• _DATA SHOWN_:
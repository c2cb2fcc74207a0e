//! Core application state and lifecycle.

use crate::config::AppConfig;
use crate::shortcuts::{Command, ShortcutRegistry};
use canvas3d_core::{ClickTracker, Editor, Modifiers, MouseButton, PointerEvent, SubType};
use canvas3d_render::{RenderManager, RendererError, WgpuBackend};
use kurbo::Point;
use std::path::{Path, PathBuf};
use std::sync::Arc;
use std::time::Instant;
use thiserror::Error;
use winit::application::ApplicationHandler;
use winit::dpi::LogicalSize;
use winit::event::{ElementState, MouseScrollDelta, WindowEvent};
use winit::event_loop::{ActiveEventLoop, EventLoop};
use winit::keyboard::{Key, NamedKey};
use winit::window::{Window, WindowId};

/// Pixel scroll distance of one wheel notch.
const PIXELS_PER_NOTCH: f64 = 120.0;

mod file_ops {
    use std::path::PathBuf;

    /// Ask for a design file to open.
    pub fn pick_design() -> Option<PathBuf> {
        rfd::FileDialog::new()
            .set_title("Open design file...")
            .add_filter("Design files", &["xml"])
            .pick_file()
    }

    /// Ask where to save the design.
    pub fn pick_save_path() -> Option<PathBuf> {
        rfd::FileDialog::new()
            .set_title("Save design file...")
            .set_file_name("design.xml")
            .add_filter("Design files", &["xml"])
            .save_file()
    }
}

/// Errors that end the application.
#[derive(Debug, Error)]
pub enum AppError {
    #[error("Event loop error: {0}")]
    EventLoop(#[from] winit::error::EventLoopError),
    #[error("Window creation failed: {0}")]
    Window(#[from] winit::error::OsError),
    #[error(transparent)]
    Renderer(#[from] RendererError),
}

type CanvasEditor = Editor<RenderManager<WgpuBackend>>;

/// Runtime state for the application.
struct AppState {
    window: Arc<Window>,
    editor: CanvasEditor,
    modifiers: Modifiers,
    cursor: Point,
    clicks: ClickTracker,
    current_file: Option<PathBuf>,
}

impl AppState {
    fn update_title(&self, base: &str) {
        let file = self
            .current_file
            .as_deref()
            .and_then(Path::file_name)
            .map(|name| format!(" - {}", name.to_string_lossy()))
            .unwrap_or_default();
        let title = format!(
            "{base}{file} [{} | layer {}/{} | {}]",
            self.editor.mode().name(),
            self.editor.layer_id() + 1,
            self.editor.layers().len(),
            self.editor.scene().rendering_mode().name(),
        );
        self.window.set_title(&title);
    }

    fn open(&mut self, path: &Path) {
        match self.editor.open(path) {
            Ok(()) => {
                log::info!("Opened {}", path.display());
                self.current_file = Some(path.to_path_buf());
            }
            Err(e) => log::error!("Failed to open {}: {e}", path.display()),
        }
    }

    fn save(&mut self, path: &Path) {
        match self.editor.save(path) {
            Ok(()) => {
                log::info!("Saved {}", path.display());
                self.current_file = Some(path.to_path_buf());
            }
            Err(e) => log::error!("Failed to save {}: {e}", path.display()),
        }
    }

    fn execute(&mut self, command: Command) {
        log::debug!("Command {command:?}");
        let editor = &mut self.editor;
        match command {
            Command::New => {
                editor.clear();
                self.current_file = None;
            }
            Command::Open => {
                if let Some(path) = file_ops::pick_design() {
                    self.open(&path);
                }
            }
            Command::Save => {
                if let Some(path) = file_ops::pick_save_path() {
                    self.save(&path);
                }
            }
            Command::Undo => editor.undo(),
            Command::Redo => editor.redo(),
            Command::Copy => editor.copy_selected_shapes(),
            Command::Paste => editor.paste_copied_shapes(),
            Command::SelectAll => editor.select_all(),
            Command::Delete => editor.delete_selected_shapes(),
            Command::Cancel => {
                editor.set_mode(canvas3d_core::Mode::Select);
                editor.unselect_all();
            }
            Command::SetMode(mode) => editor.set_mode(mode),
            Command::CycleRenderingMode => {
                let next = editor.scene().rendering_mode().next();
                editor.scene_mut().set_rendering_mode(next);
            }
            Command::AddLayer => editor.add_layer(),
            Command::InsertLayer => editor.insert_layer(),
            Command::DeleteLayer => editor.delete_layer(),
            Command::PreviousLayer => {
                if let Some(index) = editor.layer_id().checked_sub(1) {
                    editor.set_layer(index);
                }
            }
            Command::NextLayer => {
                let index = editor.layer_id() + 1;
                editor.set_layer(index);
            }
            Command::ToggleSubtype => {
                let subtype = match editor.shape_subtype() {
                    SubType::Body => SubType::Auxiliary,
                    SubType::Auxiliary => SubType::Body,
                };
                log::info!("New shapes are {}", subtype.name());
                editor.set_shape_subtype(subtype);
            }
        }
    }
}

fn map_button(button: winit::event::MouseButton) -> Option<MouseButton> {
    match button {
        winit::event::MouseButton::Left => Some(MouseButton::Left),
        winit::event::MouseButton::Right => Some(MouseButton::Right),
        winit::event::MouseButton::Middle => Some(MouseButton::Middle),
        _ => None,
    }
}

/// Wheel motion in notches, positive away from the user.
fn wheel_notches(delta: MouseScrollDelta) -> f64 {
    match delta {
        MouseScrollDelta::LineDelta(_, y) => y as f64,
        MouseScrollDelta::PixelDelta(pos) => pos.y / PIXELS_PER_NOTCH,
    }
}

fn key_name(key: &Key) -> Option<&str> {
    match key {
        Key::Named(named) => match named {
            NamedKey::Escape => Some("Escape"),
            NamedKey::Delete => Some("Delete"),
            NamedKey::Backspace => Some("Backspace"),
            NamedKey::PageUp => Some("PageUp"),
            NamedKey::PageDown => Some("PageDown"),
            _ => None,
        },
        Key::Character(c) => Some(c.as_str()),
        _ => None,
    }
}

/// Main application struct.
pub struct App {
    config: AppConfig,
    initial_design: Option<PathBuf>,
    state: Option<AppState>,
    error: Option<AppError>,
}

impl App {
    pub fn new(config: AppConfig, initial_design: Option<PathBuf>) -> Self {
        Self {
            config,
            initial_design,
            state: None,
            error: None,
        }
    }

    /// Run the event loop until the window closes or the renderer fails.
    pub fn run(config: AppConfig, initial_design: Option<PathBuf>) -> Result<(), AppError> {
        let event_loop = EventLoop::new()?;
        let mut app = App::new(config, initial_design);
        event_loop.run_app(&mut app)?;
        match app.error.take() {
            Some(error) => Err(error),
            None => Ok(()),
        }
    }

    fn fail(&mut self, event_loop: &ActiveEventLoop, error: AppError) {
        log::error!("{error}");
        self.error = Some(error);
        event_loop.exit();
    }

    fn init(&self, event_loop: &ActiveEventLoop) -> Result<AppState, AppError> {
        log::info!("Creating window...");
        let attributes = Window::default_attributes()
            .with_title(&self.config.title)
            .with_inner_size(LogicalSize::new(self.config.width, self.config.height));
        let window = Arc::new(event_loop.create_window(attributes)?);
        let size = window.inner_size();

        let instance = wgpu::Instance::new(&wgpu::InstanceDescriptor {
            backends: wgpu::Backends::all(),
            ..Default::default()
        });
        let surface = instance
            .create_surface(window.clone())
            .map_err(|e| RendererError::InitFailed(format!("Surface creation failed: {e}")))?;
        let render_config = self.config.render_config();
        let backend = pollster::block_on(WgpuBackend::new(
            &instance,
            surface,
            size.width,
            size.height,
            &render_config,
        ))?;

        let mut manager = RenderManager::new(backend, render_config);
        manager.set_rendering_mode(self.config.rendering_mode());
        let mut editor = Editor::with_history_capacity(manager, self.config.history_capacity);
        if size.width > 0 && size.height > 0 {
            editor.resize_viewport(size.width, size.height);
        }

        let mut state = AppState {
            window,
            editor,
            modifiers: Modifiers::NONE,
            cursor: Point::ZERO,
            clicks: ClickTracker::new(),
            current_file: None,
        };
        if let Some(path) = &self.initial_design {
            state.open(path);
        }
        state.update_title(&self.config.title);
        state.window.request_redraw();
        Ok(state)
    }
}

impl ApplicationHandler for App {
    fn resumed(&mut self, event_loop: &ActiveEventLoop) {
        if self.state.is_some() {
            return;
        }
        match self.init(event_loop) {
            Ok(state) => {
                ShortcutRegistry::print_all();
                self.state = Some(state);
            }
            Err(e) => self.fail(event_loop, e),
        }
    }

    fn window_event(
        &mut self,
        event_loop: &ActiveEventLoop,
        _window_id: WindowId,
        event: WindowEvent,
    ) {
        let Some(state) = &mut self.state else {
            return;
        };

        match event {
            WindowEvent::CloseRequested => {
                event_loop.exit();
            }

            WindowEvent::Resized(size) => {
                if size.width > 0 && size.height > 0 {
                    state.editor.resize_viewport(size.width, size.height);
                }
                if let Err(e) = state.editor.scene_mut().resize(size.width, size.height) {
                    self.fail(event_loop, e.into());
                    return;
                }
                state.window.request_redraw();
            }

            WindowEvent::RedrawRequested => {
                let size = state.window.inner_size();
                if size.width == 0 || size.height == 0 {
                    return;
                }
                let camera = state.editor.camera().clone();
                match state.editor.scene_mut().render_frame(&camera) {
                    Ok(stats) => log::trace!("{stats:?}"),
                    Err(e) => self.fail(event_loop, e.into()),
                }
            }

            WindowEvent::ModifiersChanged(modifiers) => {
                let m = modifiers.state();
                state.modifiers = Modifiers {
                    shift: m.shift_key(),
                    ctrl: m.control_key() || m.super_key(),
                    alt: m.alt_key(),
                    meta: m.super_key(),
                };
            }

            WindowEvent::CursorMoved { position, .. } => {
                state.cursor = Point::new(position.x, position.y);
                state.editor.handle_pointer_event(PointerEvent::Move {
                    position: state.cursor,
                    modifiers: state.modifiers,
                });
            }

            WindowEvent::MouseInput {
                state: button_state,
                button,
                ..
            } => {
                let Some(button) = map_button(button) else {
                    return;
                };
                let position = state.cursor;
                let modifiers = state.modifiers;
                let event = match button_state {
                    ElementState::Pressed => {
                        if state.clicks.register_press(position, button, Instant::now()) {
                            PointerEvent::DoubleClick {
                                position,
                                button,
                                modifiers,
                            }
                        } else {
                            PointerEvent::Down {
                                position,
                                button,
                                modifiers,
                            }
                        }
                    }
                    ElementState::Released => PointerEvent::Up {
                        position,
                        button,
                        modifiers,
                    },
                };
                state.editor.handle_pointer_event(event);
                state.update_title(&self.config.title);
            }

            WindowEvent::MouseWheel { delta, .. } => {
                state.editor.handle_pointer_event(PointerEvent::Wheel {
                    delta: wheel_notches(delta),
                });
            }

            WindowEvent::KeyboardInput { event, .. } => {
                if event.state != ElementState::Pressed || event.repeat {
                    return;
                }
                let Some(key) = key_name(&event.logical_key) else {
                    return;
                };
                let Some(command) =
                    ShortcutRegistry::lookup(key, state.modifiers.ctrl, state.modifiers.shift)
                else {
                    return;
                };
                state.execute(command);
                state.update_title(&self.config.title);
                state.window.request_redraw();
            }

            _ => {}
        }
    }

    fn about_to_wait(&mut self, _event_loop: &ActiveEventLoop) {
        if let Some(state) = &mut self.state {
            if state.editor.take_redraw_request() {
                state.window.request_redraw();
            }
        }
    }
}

---

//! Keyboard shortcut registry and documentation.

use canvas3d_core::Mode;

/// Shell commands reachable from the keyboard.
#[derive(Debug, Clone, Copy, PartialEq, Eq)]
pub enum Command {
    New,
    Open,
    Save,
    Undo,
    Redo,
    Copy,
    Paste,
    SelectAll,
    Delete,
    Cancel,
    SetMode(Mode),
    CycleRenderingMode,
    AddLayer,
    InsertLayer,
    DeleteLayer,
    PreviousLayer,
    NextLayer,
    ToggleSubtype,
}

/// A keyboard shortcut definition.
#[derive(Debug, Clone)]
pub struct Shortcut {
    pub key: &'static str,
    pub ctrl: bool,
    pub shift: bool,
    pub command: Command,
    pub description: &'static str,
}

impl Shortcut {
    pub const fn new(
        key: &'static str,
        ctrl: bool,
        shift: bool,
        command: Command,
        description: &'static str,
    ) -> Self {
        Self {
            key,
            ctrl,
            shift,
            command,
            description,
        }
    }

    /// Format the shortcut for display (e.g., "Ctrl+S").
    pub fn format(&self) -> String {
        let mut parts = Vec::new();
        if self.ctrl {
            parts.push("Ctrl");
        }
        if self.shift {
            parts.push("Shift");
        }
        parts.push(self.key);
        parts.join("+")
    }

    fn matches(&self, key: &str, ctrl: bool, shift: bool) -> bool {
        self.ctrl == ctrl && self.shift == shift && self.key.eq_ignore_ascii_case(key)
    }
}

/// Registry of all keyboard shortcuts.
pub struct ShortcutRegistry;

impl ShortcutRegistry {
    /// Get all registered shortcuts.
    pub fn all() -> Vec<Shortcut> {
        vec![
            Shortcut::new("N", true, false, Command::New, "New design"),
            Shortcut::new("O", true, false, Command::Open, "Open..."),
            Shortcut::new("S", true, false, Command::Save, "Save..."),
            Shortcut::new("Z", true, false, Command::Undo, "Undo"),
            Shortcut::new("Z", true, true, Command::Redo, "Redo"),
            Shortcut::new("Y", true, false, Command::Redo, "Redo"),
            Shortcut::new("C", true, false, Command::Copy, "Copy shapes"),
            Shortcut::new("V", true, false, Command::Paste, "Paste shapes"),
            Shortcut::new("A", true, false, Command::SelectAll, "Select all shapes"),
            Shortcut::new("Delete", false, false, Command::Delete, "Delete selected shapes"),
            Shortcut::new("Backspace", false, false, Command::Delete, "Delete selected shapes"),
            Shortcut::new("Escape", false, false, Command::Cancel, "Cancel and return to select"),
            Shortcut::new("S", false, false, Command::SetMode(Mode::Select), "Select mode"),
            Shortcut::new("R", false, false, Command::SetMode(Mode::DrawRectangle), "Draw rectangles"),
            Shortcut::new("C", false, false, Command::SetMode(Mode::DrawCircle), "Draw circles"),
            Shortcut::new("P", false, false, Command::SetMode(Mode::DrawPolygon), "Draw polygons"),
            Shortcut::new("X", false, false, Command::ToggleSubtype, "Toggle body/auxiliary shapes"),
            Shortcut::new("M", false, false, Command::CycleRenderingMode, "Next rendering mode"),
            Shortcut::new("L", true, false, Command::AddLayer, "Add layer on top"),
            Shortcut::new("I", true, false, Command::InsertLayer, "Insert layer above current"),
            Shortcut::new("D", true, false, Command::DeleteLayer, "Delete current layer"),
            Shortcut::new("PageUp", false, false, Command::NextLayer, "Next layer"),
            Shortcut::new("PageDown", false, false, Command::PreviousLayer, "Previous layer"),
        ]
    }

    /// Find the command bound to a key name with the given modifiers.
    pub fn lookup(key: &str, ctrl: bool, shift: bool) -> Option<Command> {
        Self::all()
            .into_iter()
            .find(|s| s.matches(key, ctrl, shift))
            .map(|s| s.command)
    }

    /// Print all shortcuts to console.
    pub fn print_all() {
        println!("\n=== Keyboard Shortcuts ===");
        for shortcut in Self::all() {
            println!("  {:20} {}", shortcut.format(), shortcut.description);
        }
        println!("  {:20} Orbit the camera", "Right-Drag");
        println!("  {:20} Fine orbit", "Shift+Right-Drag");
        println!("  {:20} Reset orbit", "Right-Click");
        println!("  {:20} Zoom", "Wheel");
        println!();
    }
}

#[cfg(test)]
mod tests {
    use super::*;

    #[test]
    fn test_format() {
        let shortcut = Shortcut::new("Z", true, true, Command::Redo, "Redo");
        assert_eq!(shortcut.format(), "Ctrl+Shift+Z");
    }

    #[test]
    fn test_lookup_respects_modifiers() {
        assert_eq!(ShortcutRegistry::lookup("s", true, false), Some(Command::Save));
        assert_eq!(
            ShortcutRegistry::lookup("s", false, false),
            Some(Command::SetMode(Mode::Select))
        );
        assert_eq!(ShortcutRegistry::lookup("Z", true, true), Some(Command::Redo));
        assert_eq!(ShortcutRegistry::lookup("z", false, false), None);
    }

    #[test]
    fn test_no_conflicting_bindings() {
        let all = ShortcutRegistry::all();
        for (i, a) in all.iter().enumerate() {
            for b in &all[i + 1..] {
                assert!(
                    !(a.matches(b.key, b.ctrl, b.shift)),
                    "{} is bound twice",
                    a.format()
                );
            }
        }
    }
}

• _PROBLEM STATEMENT_: Check each line of the records above, and copy those that hold the word "Paste".

• _RESPONSE TO THE EXERCISE_:
            Command::Paste => editor.paste_copied_shapes(),
    Paste,
            Shortcut::new("V", true, false, Command::Paste, "Paste shapes"),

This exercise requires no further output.